В городских анналах сохранилось первое упоминание о глыбе мрамора, появившейся на рабочем дворе собора, помеченное апрелем 1475 года, когда полуторамесячного Микеланджело начала вскармливать грудью жена каменотёса в Сеттиньяно. Через год цех шерстяников поручил работу над глыбой флорентийскому скульптору Антонио Росселлино, младшему брату известного архитектора Бернардо Росселлино. Но молодой скульптор не справился с неподатливой глыбой и отказался от заказа. Затем за неё взялся Агостино ди Дуччо, ученик Луки делла Роббиа. Он без толку провозился над упрямым мрамором, успев лишь слегка обтесать края глыбы. По одним сведениям, его выслали из Флоренции за какой-то неблаговидный поступок, по другим — Дуччо оставил работу из-за несогласия заказчика с его идеей сотворить гигантскую фигуру наподобие древнегреческого Куроса с острова Мелос или Эфеба, найденного под Агридженто. Обе статуи относятся к V веку до нашей эры, и их римские копии хорошо известны. Вазари называет также имя мастера Симоне из Фьезоле, взявшегося после Дуччо за глыбу и принявшегося высекать фигуру Колосса, нанеся мрамору непоправимый ущерб.
Оказавшись во Флоренции после долгого отсутствия, Микеланджело не узнал родной город.
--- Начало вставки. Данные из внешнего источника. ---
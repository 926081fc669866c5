//! Simulation driver implementing the Driver trait.
//!
//! `SimDriver` provides the same interface as the terminal driver but for
//! deterministic testing. It implements [`Driver`] so the same
//! [`parley_app::Runtime`] orchestration code runs in both production and
//! simulation.
//!
//! The transport is modelled as an auto-reconnecting channel onto a shared
//! [`SimServer`](crate::SimServer). Tests break and restore the link with
//! [`SimDriver::drop_connection`] and [`SimDriver::restore_connection`];
//! requests sent while the link is down are dropped, as on the real socket.

use std::{
    collections::VecDeque,
    sync::{Arc, Mutex, MutexGuard, PoisonError},
    time::Duration,
};

use parley_app::{App, AppAction, Driver};
use parley_client::{Environment, JoinForm, Language, Outbound, TransportEvent};
use tracing::debug;

use crate::{ConnId, SharedSimServer, SimEnv, SimServer};

/// Error type for simulation driver.
#[derive(Debug, Clone)]
pub struct SimDriverError(pub String);

impl std::fmt::Display for SimDriverError {
    fn fmt(&self, f: &mut std::fmt::Formatter<'_>) -> std::fmt::Result {
        write!(f, "SimDriverError: {}", self.0)
    }
}

impl std::error::Error for SimDriverError {}

/// Scripted user input.
#[derive(Debug, Clone, PartialEq, Eq)]
pub enum Input {
    /// Submit the join form.
    Join(JoinForm),
    /// Type and send a message.
    Send(String),
    /// Pick a different language.
    ChangeLanguage(Language),
    /// Leave the room.
    Leave,
    /// Quit without leaving.
    Quit,
}

/// Shared state for input and fault injection.
///
/// This allows injection from outside async contexts.
#[derive(Default)]
struct SharedState {
    inputs: VecDeque<Input>,
    lifecycle: VecDeque<TransportEvent>,
    /// Live server connection. `None` while the link is down.
    conn: Option<ConnId>,
    /// Channel exists (between `connect` and `disconnect`).
    channel_open: bool,
    ever_connected: bool,
    refuse: bool,
    sent: Vec<Outbound>,
    dropped: usize,
    renders: usize,
}

/// Simulation driver for deterministic testing.
///
/// Implements [`Driver`] trait so the same [`parley_app::Runtime`]
/// orchestration code runs in both production and simulation tests.
pub struct SimDriver {
    state: Arc<Mutex<SharedState>>,
    server: SharedSimServer,
    env: SimEnv,
}

impl SimDriver {
    /// Create a driver talking to `server` on `env`'s clock.
    pub fn new(server: SharedSimServer, env: SimEnv) -> Self {
        Self { state: Arc::new(Mutex::new(SharedState::default())), server, env }
    }

    fn state(&self) -> MutexGuard<'_, SharedState> {
        self.state.lock().unwrap_or_else(PoisonError::into_inner)
    }

    fn server(&self) -> MutexGuard<'_, SimServer> {
        self.server.lock().unwrap_or_else(PoisonError::into_inner)
    }

    /// Queue user input for the next poll.
    pub fn inject_input(&self, input: Input) {
        self.state().inputs.push_back(input);
    }

    /// Break the link. The server sees the connection close and the client
    /// sees `Disconnected`.
    pub fn drop_connection(&self) {
        let mut state = self.state();
        if let Some(conn) = state.conn.take() {
            debug!(conn, "sim driver: link dropped");
            self.server().disconnect(conn);
            state.lifecycle.push_back(TransportEvent::Disconnected { reason: "link dropped".into() });
        }
    }

    /// Attempt to (re)establish the link, as the transport's backoff would.
    pub fn restore_connection(&self) {
        let mut state = self.state();
        if state.channel_open && state.conn.is_none() {
            self.attempt(&mut state);
        }
    }

    /// Make connection attempts fail until called again with `false`.
    pub fn refuse_connections(&self, refuse: bool) {
        self.state().refuse = refuse;
    }

    /// Whether the link to the server is up.
    pub fn is_online(&self) -> bool {
        self.state().conn.is_some()
    }

    /// Server connection in use. `None` while the link is down.
    pub fn conn(&self) -> Option<ConnId> {
        self.state().conn
    }

    /// Check if there is input or inbound traffic left to process.
    pub fn has_pending(&self) -> bool {
        let state = self.state();
        !state.inputs.is_empty()
            || !state.lifecycle.is_empty()
            || state.conn.is_some_and(|conn| self.server().has_pending(conn))
    }

    /// Take all requests that reached the server.
    pub fn take_sent(&self) -> Vec<Outbound> {
        std::mem::take(&mut self.state().sent)
    }

    /// Number of requests dropped while offline.
    pub fn dropped(&self) -> usize {
        self.state().dropped
    }

    /// Number of render calls.
    pub fn renders(&self) -> usize {
        self.state().renders
    }

    fn attempt(&self, state: &mut SharedState) {
        if state.refuse {
            debug!("sim driver: connection refused");
            state.lifecycle.push_back(TransportEvent::ConnectError {
                reason: "connection refused".into(),
            });
            return;
        }

        let conn = self.server().connect();
        state.conn = Some(conn);
        let event = if state.ever_connected {
            TransportEvent::Reconnected
        } else {
            TransportEvent::Connected
        };
        state.ever_connected = true;
        state.lifecycle.push_back(event);
    }
}

impl Driver for SimDriver {
    type Error = SimDriverError;
    type Instant = Duration;

    async fn poll_event(&mut self, app: &mut App) -> Result<Vec<AppAction>, Self::Error> {
        let input = self.state().inputs.pop_front();

        Ok(match input {
            Some(Input::Join(form)) => app.join(form),
            Some(Input::Send(content)) => app.send_message(content),
            Some(Input::ChangeLanguage(language)) => app.change_language(language),
            Some(Input::Leave) => app.leave(),
            Some(Input::Quit) => app.quit(),
            None => vec![],
        })
    }

    async fn send(&mut self, outbound: Outbound) -> Result<(), Self::Error> {
        let mut state = self.state();
        match state.conn {
            Some(conn) => {
                self.server().handle(conn, outbound.clone(), self.env.now());
                state.sent.push(outbound);
            },
            None => {
                debug!(event = outbound.name(), "sim driver: dropped while offline");
                state.dropped += 1;
            },
        }
        Ok(())
    }

    async fn recv(&mut self) -> Option<TransportEvent> {
        let mut state = self.state();
        if let Some(event) = state.lifecycle.pop_front() {
            return Some(event);
        }

        let conn = state.conn?;
        self.server().next_for(conn).map(TransportEvent::Received)
    }

    async fn connect(&mut self, _url: &str) -> Result<(), Self::Error> {
        let mut state = self.state();
        if state.channel_open {
            return Err(SimDriverError("channel already open".into()));
        }
        state.channel_open = true;
        self.attempt(&mut state);
        Ok(())
    }

    fn disconnect(&mut self) {
        let mut state = self.state();
        if let Some(conn) = state.conn.take() {
            self.server().disconnect(conn);
        }
        state.channel_open = false;
        state.lifecycle.clear();
    }

    fn is_connected(&self) -> bool {
        self.state().channel_open
    }

    fn now(&self) -> Self::Instant {
        self.env.now()
    }

    fn render(&mut self, _app: &App) -> Result<(), Self::Error> {
        self.state().renders += 1;
        Ok(())
    }

    fn stop(&mut self) {
        self.disconnect();
    }
}

#[cfg(test)]
mod tests {
    use super::*;
    use crate::create_shared_server;

    fn driver() -> SimDriver {
        SimDriver::new(create_shared_server(), SimEnv::new())
    }

    #[test]
    fn inject_input_queues_input() {
        let driver = driver();
        driver.inject_input(Input::Send("hi".into()));

        assert!(driver.has_pending());
    }

    #[tokio::test]
    async fn connect_announces_connected_then_reconnected() {
        let mut driver = driver();
        driver.connect("sim://").await.unwrap();
        assert_eq!(driver.recv().await, Some(TransportEvent::Connected));

        driver.drop_connection();
        assert!(matches!(driver.recv().await, Some(TransportEvent::Disconnected { .. })));

        driver.restore_connection();
        assert_eq!(driver.recv().await, Some(TransportEvent::Reconnected));
    }

    #[tokio::test]
    async fn send_while_offline_is_dropped() {
        let mut driver = driver();
        driver.refuse_connections(true);
        driver.connect("sim://").await.unwrap();

        let message = Outbound::SendMessage(parley_proto::SendMessage { content: "x".into() });
        driver.send(message).await.unwrap();

        assert_eq!(driver.dropped(), 1);
        assert!(driver.take_sent().is_empty());
        assert!(matches!(driver.recv().await, Some(TransportEvent::ConnectError { .. })));
    }

    #[tokio::test]
    async fn poll_event_calls_app_api() {
        let mut driver = driver();
        let mut app = App::new("sim://".into());
        driver.inject_input(Input::ChangeLanguage(Language::French));

        let actions = driver.poll_event(&mut app).await.unwrap();
        assert!(actions.contains(&AppAction::ChangeLanguage { language: Language::French }));
    }
}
Былые страсти утихли, религиозный фанатизм угас, и всюду жизнь входила в нормальную колею: в мастерских кипела работа, на рынках шла бойкая торговля, а из трактиров слышались голоса вечно о чём-то споривших завсегдатаев. У горожан посветлели лица, и они выпрямились, обретя прежнюю гордую осанку и привычное им достоинство. Большие изменения коснулись и жизни общества, где вновь восторжествовали республиканские принципы. Пожизненным гонфалоньером справедливости и главой правительства был избран один из уважаемых граждан, Пьеро Содерини.
Встретившись с друзьями, Микеланджело узнал, что не все собратья по искусству оправились от пережитого. Как рассказал Граначчи, совсем сдал Боттичелли:
— Он не выходит из дома, работая над рисунками к «Божественной комедии» в надежде вымолить прощение за былые прегрешения при написании, как он сам считает, «богохульных» картин.
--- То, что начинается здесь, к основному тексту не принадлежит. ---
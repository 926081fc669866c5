//! Client error types.
//!
//! Every variant rejects a single intent and leaves session state untouched.
//! Transport failures are not errors here: they reach the controller as
//! lifecycle events and only change the health status.

use std::time::Duration;

use thiserror::Error;

/// Join form is missing a required field.
#[derive(Error, Debug, Clone, Copy, PartialEq, Eq)]
pub enum ValidationError {
    /// Display name is empty after trimming.
    #[error("display name is required")]
    MissingDisplayName,

    /// No language was selected.
    #[error("language is required")]
    MissingLanguage,
}

/// Rejected user intent.
#[derive(Error, Debug, Clone, PartialEq, Eq)]
pub enum ClientError {
    /// Join form failed validation.
    #[error("invalid join: {0}")]
    Validation(#[from] ValidationError),

    /// Join submitted while a session is already active.
    #[error("already joined room {room}")]
    AlreadyJoined {
        /// Room of the active session.
        room: String,
    },

    /// Intent requires an active session.
    #[error("not in a room")]
    NotJoined,

    /// Message send attempted while the transport is down.
    #[error("not connected")]
    Offline,

    /// Message send attempted during the send cooldown.
    #[error("sending too fast, retry in {remaining:?}")]
    CoolingDown {
        /// Time left before sending is allowed again.
        remaining: Duration,
    },
}

impl ClientError {
    /// Returns true if the same intent may succeed later without user changes.
    ///
    /// Cooldowns expire and connections come back; a bad join form or a
    /// missing session needs the user to act.
    pub fn is_transient(&self) -> bool {
        matches!(self, Self::Offline | Self::CoolingDown { .. })
    }
}
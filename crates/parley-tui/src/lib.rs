//! Terminal UI for Parley
//!
//! A thin shell over [`parley_app::Driver`] that provides terminal-specific
//! I/O. All orchestration logic lives in the generic [`parley_app::Runtime`].
//!
//! This crate only handles key input, command parsing and rendering.

#![forbid(unsafe_code)]
#![deny(missing_docs)]

pub mod commands;
pub mod input;
pub mod terminal;
pub mod ui;

pub use input::{InputState, KeyInput};
pub use parley_app::{App, AppAction, AppEvent, Bridge, Driver, Runtime};
pub use terminal::{TerminalDriver, TerminalError};
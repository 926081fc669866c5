//! Input state and key handling for the TUI.
//!
//! This module owns all text input state (buffer, cursor) and handles
//! character-level key events. Command parsing happens here on Enter.

use parley_app::{App, AppAction};
use parley_client::JoinForm;

use crate::commands::{self, Command, HELP};

/// Key input events from the terminal.
#[derive(Debug, Clone, Copy, PartialEq, Eq)]
pub enum KeyInput {
    /// Character input.
    Char(char),
    /// Enter/Return key.
    Enter,
    /// Backspace key.
    Backspace,
    /// Delete key.
    Delete,
    /// Escape key.
    Esc,
    /// Left arrow.
    Left,
    /// Right arrow.
    Right,
    /// Home key.
    Home,
    /// End key.
    End,
}

/// Input state for the TUI.
///
/// Manages the text input buffer and cursor position. The cursor counts
/// characters, not bytes.
#[derive(Debug, Default)]
pub struct InputState {
    buffer: String,
    cursor: usize,
}

impl InputState {
    /// Create a new empty input state.
    pub fn new() -> Self {
        Self::default()
    }

    /// Current text in the input buffer.
    pub fn buffer(&self) -> &str {
        &self.buffer
    }

    /// Current cursor position, in characters.
    pub fn cursor(&self) -> usize {
        self.cursor
    }

    fn char_count(&self) -> usize {
        self.buffer.chars().count()
    }

    fn byte_index(&self, cursor: usize) -> usize {
        self.buffer.char_indices().nth(cursor).map_or(self.buffer.len(), |(i, _)| i)
    }

    /// Handle a key input event.
    ///
    /// Returns actions to process (may be empty for input-only keys,
    /// or contain session actions for commands).
    pub fn handle_key(&mut self, key: KeyInput, app: &mut App) -> Vec<AppAction> {
        match key {
            KeyInput::Char(c) => {
                let at = self.byte_index(self.cursor);
                self.buffer.insert(at, c);
                self.cursor = self.cursor.saturating_add(1);
                vec![AppAction::Render]
            },
            KeyInput::Backspace => {
                if self.cursor > 0 {
                    self.cursor = self.cursor.saturating_sub(1);
                    let at = self.byte_index(self.cursor);
                    self.buffer.remove(at);
                }
                vec![AppAction::Render]
            },
            KeyInput::Delete => {
                if self.cursor < self.char_count() {
                    let at = self.byte_index(self.cursor);
                    self.buffer.remove(at);
                }
                vec![AppAction::Render]
            },
            KeyInput::Left => {
                self.cursor = self.cursor.saturating_sub(1);
                vec![AppAction::Render]
            },
            KeyInput::Right => {
                if self.cursor < self.char_count() {
                    self.cursor = self.cursor.saturating_add(1);
                }
                vec![AppAction::Render]
            },
            KeyInput::Home => {
                self.cursor = 0;
                vec![AppAction::Render]
            },
            KeyInput::End => {
                self.cursor = self.char_count();
                vec![AppAction::Render]
            },
            KeyInput::Enter => self.handle_enter(app),
            KeyInput::Esc => app.quit(),
        }
    }

    /// Handle Enter key - parse command and call App API.
    fn handle_enter(&mut self, app: &mut App) -> Vec<AppAction> {
        let text = std::mem::take(&mut self.buffer);
        self.cursor = 0;

        if text.trim().is_empty() {
            return vec![AppAction::Render];
        }

        match commands::parse(&text) {
            Command::Join { name, language, room } => {
                app.join(JoinForm::new(name, Some(language), room))
            },
            Command::Language { language } => app.change_language(language),
            Command::Leave => app.leave(),
            Command::Quit => app.quit(),
            Command::Help => {
                app.set_status(HELP);
                vec![AppAction::Render]
            },
            Command::Message { content } => app.send_message(content),
            Command::Unknown { input } => {
                app.set_status(format!("Unknown command: {input}"));
                vec![AppAction::Render]
            },
            Command::InvalidArgs { command, error } => {
                app.set_status(format!("/{command}: {error}"));
                vec![AppAction::Render]
            },
        }
    }
}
Тяжело болен Росселли и давно не прикасается к кисти, памятуя о потрясшей его мученической смерти Савонаролы. Пьеро ди Козимо всё ещё оглушён голосом казнённого проповедника, страдая от недугов и ночных кошмаров, от которых не излечивают ни посты, ни молитвы. Лоренцо ди Креди живёт как монах и постоянно себя корит, что вовремя не покаялся, прежде чем всё суетное предать сожжению. Филиппино Липпи вконец исписался и способен только повторяться с монотонной назойливостью.
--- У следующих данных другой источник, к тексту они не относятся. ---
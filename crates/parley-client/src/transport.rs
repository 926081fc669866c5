//! WebSocket transport for the client.
//!
//! Provides [`ConnectedClient`], an auto-reconnecting channel that carries
//! [`Outbound`] requests up and reports [`TransportEvent`]s down. This is a
//! thin layer: it encodes and decodes frames and reports lifecycle changes,
//! while session logic stays in the Sans-IO [`SessionController`].
//!
//! Frames handed to the channel while it is offline are dropped, not queued.
//! The controller re-sends the join on reconnect, which is the only state the
//! server needs back.
//!
//! [`SessionController`]: crate::SessionController

use std::time::Duration;

use futures::{SinkExt, StreamExt};
use parley_proto::{Inbound, Outbound, ProtocolError};
use rand::Rng;
use thiserror::Error;
use tokio::{net::TcpStream, sync::mpsc};
use tokio_tungstenite::{MaybeTlsStream, WebSocketStream, tungstenite::Message};
use tracing::{debug, info, warn};

use crate::TransportEvent;

type WsStream = WebSocketStream<MaybeTlsStream<TcpStream>>;

/// Channel capacity in each direction.
const CHANNEL_CAPACITY: usize = 64;

/// Transport errors.
#[derive(Debug, Error)]
pub enum TransportError {
    /// Connection failed.
    #[error("connection failed: {0}")]
    Connection(String),

    /// Stream error.
    #[error("stream error: {0}")]
    Stream(String),

    /// Frame could not be encoded or decoded.
    #[error("protocol error: {0}")]
    Protocol(#[from] ProtocolError),
}

/// Reconnection backoff policy.
///
/// Delays grow exponentially from `initial_delay`, capped at `max_delay`, and
/// are spread by `randomization` (0.0 disables jitter, 1.0 allows up to the
/// full base delay either way).
#[derive(Debug, Clone, PartialEq)]
pub struct ReconnectConfig {
    /// Delay before the first retry.
    pub initial_delay: Duration,
    /// Upper bound on any single delay.
    pub max_delay: Duration,
    /// Jitter factor in `[0.0, 1.0]`.
    pub randomization: f64,
    /// Give up after this many consecutive failures. `None` retries forever.
    pub max_attempts: Option<u32>,
}

impl Default for ReconnectConfig {
    fn default() -> Self {
        Self {
            initial_delay: Duration::from_secs(1),
            max_delay: Duration::from_secs(5),
            randomization: 0.5,
            max_attempts: None,
        }
    }
}

impl ReconnectConfig {
    /// Un-jittered delay before retry number `attempt` (zero-based).
    pub fn base_delay(&self, attempt: u32) -> Duration {
        let factor = 2u32.saturating_pow(attempt.min(16));
        self.initial_delay.saturating_mul(factor).min(self.max_delay)
    }

    fn jittered_delay(&self, attempt: u32) -> Duration {
        let base = self.base_delay(attempt);
        let spread = base.as_secs_f64() * self.randomization.clamp(0.0, 1.0);
        if spread <= 0.0 {
            return base;
        }

        let offset = rand::thread_rng().gen_range(-spread..=spread);
        Duration::from_secs_f64((base.as_secs_f64() + offset).max(0.0)).min(self.max_delay)
    }

    fn exhausted(&self, failures: u32) -> bool {
        self.max_attempts.is_some_and(|max| failures >= max)
    }
}

/// Handle to an auto-reconnecting WebSocket channel.
///
/// Requests go in via `to_server`, lifecycle and inbound events come out of
/// `from_server`. Dropping `to_server` closes the socket and ends the task.
pub struct ConnectedClient {
    /// Send requests to the server.
    pub to_server: mpsc::Sender<Outbound>,
    /// Receive lifecycle and inbound events.
    pub from_server: mpsc::Receiver<TransportEvent>,
    /// Abort handle to stop the connection task.
    abort_handle: tokio::task::AbortHandle,
}

impl ConnectedClient {
    /// Stop the connection.
    pub fn stop(&self) {
        self.abort_handle.abort();
    }
}

/// Open a channel to a Parley server.
///
/// Returns immediately; the first event on `from_server` is either
/// [`TransportEvent::Connected`] or [`TransportEvent::ConnectError`]. Must be
/// called from within a Tokio runtime.
pub fn connect(url: impl Into<String>, config: ReconnectConfig) -> ConnectedClient {
    let (to_server_tx, to_server_rx) = mpsc::channel::<Outbound>(CHANNEL_CAPACITY);
    let (from_server_tx, from_server_rx) = mpsc::channel::<TransportEvent>(CHANNEL_CAPACITY);

    let handle = tokio::spawn(run_channel(url.into(), config, to_server_rx, from_server_tx));

    ConnectedClient {
        to_server: to_server_tx,
        from_server: from_server_rx,
        abort_handle: handle.abort_handle(),
    }
}

/// Why a live connection ended.
enum PumpExit {
    /// Socket dropped; reconnect.
    Dropped(String),
    /// Caller went away; stop for good.
    Shutdown,
}

/// Connect, pump, and reconnect until the caller hangs up.
async fn run_channel(
    url: String,
    config: ReconnectConfig,
    mut to_server: mpsc::Receiver<Outbound>,
    from_server: mpsc::Sender<TransportEvent>,
) {
    let mut connected_before = false;
    let mut failures: u32 = 0;

    loop {
        let event = match tokio_tungstenite::connect_async(url.as_str()).await {
            Ok((stream, _)) => {
                failures = 0;
                drop_queued(&mut to_server);

                info!(%url, reconnect = connected_before, "transport connected");
                let lifecycle = if connected_before {
                    TransportEvent::Reconnected
                } else {
                    TransportEvent::Connected
                };
                connected_before = true;
                if from_server.send(lifecycle).await.is_err() {
                    return;
                }

                match pump(stream, &mut to_server, &from_server).await {
                    PumpExit::Dropped(reason) => {
                        info!(%reason, "transport dropped");
                        TransportEvent::Disconnected { reason }
                    },
                    PumpExit::Shutdown => return,
                }
            },
            Err(e) => {
                let error = TransportError::Connection(e.to_string());
                failures = failures.saturating_add(1);
                warn!(%error, failures, "transport connect failed");
                TransportEvent::ConnectError { reason: error.to_string() }
            },
        };

        if from_server.send(event).await.is_err() {
            return;
        }

        if config.exhausted(failures) {
            warn!(failures, "giving up on reconnection");
            return;
        }

        let delay = config.jittered_delay(failures.saturating_sub(1));
        debug!(?delay, "waiting before reconnect");
        if !wait_offline(delay, &mut to_server).await {
            return;
        }
    }
}

/// Bridge one live socket to the channels.
async fn pump(
    stream: WsStream,
    to_server: &mut mpsc::Receiver<Outbound>,
    from_server: &mpsc::Sender<TransportEvent>,
) -> PumpExit {
    let (mut write, mut read) = stream.split();

    loop {
        tokio::select! {
            outbound = to_server.recv() => {
                let Some(outbound) = outbound else {
                    let _ = write.send(Message::Close(None)).await;
                    return PumpExit::Shutdown;
                };

                let text = match outbound.encode() {
                    Ok(text) => text,
                    Err(e) => {
                        warn!(error = %TransportError::from(e), "dropping unencodable request");
                        continue;
                    },
                };

                debug!(event = outbound.name(), "sending");
                if let Err(e) = write.send(Message::text(text)).await {
                    return PumpExit::Dropped(TransportError::Stream(e.to_string()).to_string());
                }
            },
            frame = read.next() => match frame {
                Some(Ok(Message::Text(text))) => match Inbound::decode(text.as_str()) {
                    Ok(inbound) => {
                        debug!(event = inbound.name(), "received");
                        if from_server.send(TransportEvent::Received(inbound)).await.is_err() {
                            return PumpExit::Shutdown;
                        }
                    },
                    Err(e) => warn!(error = %TransportError::from(e), "dropping undecodable frame"),
                },
                Some(Ok(Message::Close(frame))) => {
                    let reason = frame
                        .map(|f| f.reason.as_str().to_string())
                        .filter(|reason| !reason.is_empty())
                        .unwrap_or_else(|| "closed by server".to_string());
                    return PumpExit::Dropped(reason);
                },
                // Ping/Pong handled by tungstenite
                Some(Ok(_)) => {},
                Some(Err(e)) => {
                    return PumpExit::Dropped(TransportError::Stream(e.to_string()).to_string());
                },
                None => return PumpExit::Dropped("stream ended".to_string()),
            },
        }
    }
}

/// Discard anything the caller sent while we were offline.
fn drop_queued(to_server: &mut mpsc::Receiver<Outbound>) {
    while let Ok(outbound) = to_server.try_recv() {
        debug!(event = outbound.name(), "dropping request sent while offline");
    }
}

/// Sleep out the backoff, dropping requests as they arrive.
///
/// Returns `false` if the caller hung up.
async fn wait_offline(delay: Duration, to_server: &mut mpsc::Receiver<Outbound>) -> bool {
    let sleep = tokio::time::sleep(delay);
    tokio::pin!(sleep);

    loop {
        tokio::select! {
            () = &mut sleep => return true,
            outbound = to_server.recv() => match outbound {
                Some(outbound) => {
                    debug!(event = outbound.name(), "dropping request sent while offline");
                },
                None => return false,
            },
        }
    }
}

#[cfg(test)]
mod tests {
    use super::*;

    #[test]
    fn backoff_doubles_up_to_cap() {
        let config = ReconnectConfig::default();
        assert_eq!(config.base_delay(0), Duration::from_secs(1));
        assert_eq!(config.base_delay(1), Duration::from_secs(2));
        assert_eq!(config.base_delay(2), Duration::from_secs(4));
        assert_eq!(config.base_delay(3), Duration::from_secs(5));
        assert_eq!(config.base_delay(u32::MAX), Duration::from_secs(5));
    }

    #[test]
    fn jitter_stays_in_bounds() {
        let config = ReconnectConfig::default();
        for attempt in 0..8 {
            let base = config.base_delay(attempt);
            let delay = config.jittered_delay(attempt);
            assert!(delay <= config.max_delay);
            assert!(delay >= base.mul_f64(0.5).saturating_sub(Duration::from_millis(1)));
        }
    }

    #[test]
    fn zero_randomization_is_deterministic() {
        let config = ReconnectConfig { randomization: 0.0, ..ReconnectConfig::default() };
        assert_eq!(config.jittered_delay(1), Duration::from_secs(2));
    }

    #[test]
    fn max_attempts_bounds_retries() {
        let config = ReconnectConfig { max_attempts: Some(3), ..ReconnectConfig::default() };
        assert!(!config.exhausted(2));
        assert!(config.exhausted(3));
        assert!(!ReconnectConfig::default().exhausted(u32::MAX));
    }
}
Сколько их, напуганных апокалиптическими пророчествами и оказавшихся в добровольном заточении! Пожалуй, один лишь фра Бартоломео не пал духом, но во избежание бед упрятал подальше написанный им профильный портрет Савонаролы, чьё имя опасно произносить вслух, чтобы не накликать неприятности на свою голову.
Микеланджело видел, что у молодых людей тяга к искусству не иссякла, хотя они плохо помнят времена невиданного творческого подъёма при Лоренцо Великолепном. Его поразила робость юнцов, послушно следующих советам своих наставников. Неподалёку от церкви Санта Мария Новелла, куда он зашёл,
Разговора с хозяином мастерской не получилось, так как Микеланджело сразу почувствовал, что того распирала чёрная зависть.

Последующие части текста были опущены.